Entries supplied: Begin

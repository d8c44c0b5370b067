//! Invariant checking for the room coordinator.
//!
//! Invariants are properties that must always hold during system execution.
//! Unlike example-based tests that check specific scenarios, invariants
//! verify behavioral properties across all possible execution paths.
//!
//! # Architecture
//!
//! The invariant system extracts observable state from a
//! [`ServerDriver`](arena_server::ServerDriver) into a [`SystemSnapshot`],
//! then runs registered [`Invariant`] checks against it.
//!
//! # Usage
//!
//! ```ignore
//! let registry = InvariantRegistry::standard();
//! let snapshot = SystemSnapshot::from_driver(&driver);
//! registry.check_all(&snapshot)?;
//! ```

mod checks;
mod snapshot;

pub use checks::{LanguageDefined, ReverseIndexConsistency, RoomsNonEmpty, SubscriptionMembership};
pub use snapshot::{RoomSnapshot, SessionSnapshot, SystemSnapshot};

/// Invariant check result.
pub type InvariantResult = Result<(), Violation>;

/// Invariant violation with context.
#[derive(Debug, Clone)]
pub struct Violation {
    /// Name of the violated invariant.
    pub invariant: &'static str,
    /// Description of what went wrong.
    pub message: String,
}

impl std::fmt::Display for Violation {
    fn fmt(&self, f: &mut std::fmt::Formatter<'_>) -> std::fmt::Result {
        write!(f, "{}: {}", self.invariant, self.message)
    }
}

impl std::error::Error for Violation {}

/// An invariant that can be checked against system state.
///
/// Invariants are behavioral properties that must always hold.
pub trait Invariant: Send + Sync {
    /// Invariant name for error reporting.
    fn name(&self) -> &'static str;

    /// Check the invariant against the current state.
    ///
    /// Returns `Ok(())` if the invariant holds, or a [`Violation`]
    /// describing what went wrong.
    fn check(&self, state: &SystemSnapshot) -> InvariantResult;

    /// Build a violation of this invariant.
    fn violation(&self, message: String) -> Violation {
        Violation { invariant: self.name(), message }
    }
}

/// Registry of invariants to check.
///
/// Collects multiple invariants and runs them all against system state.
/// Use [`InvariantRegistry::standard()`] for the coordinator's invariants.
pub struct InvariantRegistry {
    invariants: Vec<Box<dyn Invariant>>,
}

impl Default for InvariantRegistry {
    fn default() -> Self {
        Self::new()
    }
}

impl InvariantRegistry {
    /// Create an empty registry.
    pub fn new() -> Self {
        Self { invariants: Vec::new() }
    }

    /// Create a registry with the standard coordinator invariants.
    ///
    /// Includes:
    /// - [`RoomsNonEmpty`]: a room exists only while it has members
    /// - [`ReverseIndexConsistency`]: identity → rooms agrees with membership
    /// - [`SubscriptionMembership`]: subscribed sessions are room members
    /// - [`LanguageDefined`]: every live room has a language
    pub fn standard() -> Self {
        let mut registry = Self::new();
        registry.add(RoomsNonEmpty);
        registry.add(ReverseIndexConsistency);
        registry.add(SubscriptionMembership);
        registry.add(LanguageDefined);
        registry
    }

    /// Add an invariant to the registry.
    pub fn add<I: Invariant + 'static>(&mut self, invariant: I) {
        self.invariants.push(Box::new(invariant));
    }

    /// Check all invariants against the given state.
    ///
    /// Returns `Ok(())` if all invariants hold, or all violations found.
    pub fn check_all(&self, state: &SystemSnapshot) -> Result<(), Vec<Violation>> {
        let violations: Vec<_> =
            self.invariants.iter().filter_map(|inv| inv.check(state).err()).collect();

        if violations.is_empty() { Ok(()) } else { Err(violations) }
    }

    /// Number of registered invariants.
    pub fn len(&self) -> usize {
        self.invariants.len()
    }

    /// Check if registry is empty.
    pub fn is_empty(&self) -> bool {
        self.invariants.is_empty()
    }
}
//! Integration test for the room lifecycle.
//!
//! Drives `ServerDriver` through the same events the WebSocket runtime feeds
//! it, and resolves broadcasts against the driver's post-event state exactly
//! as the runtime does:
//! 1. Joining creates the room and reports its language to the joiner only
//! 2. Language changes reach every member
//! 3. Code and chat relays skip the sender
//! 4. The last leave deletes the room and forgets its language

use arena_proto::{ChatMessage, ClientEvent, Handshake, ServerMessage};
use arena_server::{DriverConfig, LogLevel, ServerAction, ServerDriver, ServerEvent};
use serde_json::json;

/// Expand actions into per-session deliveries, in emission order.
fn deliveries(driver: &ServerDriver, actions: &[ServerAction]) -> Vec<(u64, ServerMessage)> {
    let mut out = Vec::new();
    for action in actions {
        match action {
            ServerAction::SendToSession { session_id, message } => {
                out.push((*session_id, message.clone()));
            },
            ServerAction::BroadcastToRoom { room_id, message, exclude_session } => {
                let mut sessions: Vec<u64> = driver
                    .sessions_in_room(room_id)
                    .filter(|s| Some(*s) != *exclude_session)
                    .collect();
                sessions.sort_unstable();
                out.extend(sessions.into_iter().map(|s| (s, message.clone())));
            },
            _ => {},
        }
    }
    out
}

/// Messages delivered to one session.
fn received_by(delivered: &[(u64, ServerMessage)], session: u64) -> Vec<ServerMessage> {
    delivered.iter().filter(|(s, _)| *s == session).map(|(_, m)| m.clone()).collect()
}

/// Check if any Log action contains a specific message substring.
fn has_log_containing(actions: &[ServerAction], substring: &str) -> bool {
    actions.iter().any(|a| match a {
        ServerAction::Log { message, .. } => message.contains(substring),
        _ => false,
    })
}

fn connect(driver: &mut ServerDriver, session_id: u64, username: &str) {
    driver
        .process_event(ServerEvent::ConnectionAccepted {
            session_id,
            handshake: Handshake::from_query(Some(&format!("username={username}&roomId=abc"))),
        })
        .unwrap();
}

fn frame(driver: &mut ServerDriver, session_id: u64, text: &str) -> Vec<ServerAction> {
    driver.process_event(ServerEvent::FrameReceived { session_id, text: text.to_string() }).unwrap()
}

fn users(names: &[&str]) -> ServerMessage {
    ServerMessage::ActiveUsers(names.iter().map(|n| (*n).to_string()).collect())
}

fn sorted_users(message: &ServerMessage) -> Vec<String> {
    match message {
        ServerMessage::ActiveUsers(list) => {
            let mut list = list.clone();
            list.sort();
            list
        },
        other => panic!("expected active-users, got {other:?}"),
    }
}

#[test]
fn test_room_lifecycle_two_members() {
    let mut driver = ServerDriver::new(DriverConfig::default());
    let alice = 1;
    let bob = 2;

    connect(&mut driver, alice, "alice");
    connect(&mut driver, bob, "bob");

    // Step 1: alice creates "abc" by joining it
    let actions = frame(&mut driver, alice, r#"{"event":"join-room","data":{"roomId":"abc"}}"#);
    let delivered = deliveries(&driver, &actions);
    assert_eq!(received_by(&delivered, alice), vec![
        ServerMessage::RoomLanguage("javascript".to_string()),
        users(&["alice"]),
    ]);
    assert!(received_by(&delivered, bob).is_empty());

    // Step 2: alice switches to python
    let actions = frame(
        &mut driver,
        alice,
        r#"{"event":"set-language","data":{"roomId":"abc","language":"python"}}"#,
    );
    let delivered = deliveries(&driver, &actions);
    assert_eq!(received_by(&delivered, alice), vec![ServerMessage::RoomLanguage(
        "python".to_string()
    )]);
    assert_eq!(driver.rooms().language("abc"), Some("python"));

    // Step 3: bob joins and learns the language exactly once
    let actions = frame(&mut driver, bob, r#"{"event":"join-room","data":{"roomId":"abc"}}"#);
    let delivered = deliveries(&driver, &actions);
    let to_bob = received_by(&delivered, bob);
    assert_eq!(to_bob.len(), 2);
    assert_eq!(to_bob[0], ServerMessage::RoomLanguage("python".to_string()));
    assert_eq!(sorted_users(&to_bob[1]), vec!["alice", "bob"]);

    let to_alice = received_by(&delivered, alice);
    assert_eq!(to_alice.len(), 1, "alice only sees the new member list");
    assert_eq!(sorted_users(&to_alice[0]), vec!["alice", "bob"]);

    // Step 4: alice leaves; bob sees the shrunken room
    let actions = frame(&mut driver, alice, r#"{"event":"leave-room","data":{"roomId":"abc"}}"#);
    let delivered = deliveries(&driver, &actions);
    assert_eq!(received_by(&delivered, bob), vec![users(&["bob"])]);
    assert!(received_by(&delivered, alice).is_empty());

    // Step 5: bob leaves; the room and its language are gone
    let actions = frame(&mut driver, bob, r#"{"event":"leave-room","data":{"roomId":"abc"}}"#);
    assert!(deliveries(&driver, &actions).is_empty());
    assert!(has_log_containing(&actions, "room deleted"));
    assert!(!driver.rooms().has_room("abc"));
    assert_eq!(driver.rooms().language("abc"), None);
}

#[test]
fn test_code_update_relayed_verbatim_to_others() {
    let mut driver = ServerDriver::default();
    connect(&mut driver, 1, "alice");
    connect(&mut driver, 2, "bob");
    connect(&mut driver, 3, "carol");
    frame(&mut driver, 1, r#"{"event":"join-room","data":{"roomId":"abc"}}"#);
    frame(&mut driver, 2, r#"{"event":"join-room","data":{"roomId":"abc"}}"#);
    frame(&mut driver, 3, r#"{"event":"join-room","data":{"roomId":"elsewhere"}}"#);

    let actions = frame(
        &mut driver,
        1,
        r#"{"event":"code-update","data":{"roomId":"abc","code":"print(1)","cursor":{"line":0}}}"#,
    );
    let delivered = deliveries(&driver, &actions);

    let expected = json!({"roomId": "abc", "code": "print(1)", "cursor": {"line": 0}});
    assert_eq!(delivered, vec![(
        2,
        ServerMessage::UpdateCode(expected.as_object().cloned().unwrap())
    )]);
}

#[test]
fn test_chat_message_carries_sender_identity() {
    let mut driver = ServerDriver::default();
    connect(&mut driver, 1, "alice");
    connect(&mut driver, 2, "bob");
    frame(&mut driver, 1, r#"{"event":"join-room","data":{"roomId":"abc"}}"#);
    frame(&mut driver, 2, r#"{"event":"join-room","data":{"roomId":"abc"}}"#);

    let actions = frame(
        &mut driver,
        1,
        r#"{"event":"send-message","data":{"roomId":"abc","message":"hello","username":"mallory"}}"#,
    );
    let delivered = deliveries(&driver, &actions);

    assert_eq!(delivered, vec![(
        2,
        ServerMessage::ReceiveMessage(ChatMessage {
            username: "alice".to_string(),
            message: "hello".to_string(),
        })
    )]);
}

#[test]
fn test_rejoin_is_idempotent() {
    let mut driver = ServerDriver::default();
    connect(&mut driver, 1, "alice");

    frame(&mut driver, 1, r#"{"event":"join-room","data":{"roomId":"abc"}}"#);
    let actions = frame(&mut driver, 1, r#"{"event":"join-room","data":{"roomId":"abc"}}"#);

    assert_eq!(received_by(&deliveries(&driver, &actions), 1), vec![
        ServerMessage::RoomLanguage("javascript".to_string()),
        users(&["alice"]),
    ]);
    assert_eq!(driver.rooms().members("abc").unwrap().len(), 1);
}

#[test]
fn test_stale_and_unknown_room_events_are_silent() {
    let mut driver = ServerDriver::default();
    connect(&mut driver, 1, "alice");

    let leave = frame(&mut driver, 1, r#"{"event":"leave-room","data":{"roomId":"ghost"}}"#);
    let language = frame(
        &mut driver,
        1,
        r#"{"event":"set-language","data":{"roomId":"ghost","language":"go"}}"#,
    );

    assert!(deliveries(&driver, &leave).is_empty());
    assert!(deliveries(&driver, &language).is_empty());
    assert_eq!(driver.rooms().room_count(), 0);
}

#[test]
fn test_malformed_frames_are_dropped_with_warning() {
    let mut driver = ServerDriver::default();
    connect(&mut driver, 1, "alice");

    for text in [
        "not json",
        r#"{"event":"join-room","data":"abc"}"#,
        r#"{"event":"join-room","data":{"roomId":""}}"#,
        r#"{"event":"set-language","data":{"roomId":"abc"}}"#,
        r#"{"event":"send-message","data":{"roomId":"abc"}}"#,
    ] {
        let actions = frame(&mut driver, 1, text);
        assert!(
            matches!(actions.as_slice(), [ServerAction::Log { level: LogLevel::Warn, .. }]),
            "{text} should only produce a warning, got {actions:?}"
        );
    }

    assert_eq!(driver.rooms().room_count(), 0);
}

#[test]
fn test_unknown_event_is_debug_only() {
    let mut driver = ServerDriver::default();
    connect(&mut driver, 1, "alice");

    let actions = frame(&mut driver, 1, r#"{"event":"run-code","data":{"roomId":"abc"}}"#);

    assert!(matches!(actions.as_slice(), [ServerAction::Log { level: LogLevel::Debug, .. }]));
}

Entries supplied: End

Among the entries above, locate the lines containing "fn name(&self) -> &'static str;" and "fn violation(&self, message: String)", and transcribe exactly those two lines and all lines between.

    fn name(&self) -> &'static str;

    /// Check the invariant against the current state.
    ///
    /// Returns `Ok(())` if the invariant holds, or a [`Violation`]
    /// describing what went wrong.
    fn check(&self, state: &SystemSnapshot) -> InvariantResult;

    /// Build a violation of this invariant.
    fn violation(&self, message: String) -> Violation {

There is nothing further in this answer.